◆ What the exercise asks
From the listing below, return each line that includes "DefaultEditor".
*****
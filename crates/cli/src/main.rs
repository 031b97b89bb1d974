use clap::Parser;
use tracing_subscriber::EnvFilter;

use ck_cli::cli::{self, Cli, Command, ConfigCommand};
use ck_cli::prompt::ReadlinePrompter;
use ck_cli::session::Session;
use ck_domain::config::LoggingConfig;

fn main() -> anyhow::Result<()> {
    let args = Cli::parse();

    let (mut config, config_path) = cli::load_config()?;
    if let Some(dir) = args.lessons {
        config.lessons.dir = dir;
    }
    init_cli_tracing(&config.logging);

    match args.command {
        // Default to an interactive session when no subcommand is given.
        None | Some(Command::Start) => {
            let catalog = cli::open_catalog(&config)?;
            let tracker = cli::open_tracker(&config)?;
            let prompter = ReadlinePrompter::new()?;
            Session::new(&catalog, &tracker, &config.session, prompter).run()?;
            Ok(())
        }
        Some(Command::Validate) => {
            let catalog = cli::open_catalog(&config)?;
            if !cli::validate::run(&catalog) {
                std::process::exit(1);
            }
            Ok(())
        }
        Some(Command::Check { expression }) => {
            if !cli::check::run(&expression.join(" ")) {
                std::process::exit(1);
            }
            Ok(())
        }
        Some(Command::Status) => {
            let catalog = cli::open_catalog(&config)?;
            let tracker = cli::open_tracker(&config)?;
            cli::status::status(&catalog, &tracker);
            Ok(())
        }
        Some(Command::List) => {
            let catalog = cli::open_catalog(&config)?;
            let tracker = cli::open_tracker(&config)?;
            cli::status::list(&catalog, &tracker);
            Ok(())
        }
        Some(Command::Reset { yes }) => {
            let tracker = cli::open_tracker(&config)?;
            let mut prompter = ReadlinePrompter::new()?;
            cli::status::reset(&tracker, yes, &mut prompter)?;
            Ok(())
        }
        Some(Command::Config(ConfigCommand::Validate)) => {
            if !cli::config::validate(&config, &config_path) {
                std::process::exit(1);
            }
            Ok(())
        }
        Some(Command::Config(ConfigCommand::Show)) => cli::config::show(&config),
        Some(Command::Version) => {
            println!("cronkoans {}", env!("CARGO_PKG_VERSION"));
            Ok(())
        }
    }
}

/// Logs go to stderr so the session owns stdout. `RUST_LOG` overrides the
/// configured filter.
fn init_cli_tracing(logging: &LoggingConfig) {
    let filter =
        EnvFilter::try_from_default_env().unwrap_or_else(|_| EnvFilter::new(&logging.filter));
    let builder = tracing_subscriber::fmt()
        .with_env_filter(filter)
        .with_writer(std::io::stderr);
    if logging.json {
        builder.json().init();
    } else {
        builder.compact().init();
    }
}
*****
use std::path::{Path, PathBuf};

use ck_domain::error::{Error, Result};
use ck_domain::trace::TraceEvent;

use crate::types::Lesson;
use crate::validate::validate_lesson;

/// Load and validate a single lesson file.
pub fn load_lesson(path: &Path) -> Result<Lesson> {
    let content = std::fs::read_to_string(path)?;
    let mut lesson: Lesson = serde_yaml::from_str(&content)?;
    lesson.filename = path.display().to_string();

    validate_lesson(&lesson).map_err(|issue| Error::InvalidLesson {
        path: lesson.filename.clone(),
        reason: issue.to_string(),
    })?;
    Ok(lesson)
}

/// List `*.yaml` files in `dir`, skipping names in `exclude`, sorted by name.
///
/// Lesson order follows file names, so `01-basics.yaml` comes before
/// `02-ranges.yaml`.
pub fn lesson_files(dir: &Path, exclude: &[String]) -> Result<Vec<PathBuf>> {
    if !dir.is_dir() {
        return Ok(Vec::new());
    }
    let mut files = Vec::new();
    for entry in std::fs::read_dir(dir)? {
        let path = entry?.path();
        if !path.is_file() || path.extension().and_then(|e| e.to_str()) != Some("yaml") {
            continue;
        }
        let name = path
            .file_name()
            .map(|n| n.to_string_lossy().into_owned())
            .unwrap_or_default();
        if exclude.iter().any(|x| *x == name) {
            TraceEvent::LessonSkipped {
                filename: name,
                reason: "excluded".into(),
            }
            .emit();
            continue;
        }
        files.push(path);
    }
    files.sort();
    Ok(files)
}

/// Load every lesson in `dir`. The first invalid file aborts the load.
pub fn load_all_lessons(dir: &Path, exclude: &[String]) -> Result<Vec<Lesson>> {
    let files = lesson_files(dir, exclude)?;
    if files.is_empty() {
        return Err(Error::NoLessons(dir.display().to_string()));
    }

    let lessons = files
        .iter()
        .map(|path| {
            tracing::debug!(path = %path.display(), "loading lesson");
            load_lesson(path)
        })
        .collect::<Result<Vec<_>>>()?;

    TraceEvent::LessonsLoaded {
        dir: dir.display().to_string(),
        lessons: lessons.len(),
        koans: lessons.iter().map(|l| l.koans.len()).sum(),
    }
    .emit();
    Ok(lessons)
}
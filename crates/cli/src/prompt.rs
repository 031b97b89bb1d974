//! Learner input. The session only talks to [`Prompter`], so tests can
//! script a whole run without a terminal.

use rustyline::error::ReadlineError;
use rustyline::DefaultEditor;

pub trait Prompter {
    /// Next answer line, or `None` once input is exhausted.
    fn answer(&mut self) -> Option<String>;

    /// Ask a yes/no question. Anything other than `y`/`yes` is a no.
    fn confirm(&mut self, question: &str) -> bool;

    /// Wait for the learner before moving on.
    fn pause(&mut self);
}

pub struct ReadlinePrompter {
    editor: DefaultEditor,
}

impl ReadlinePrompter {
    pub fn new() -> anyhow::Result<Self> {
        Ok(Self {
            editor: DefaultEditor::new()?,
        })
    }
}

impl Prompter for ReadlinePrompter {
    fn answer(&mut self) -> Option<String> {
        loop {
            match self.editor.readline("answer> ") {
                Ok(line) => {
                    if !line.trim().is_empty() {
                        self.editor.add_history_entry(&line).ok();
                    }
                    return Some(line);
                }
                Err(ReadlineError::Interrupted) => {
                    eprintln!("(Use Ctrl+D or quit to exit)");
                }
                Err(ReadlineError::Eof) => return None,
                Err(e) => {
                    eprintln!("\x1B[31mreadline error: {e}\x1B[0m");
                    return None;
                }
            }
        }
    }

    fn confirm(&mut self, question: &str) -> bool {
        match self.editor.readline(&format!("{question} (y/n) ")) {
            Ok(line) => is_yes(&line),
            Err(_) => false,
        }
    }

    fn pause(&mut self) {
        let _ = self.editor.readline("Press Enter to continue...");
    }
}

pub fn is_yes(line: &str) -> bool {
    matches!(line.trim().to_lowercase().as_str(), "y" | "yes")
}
*****
◆ Reply
use rustyline::DefaultEditor;
    editor: DefaultEditor,
            editor: DefaultEditor::new()?,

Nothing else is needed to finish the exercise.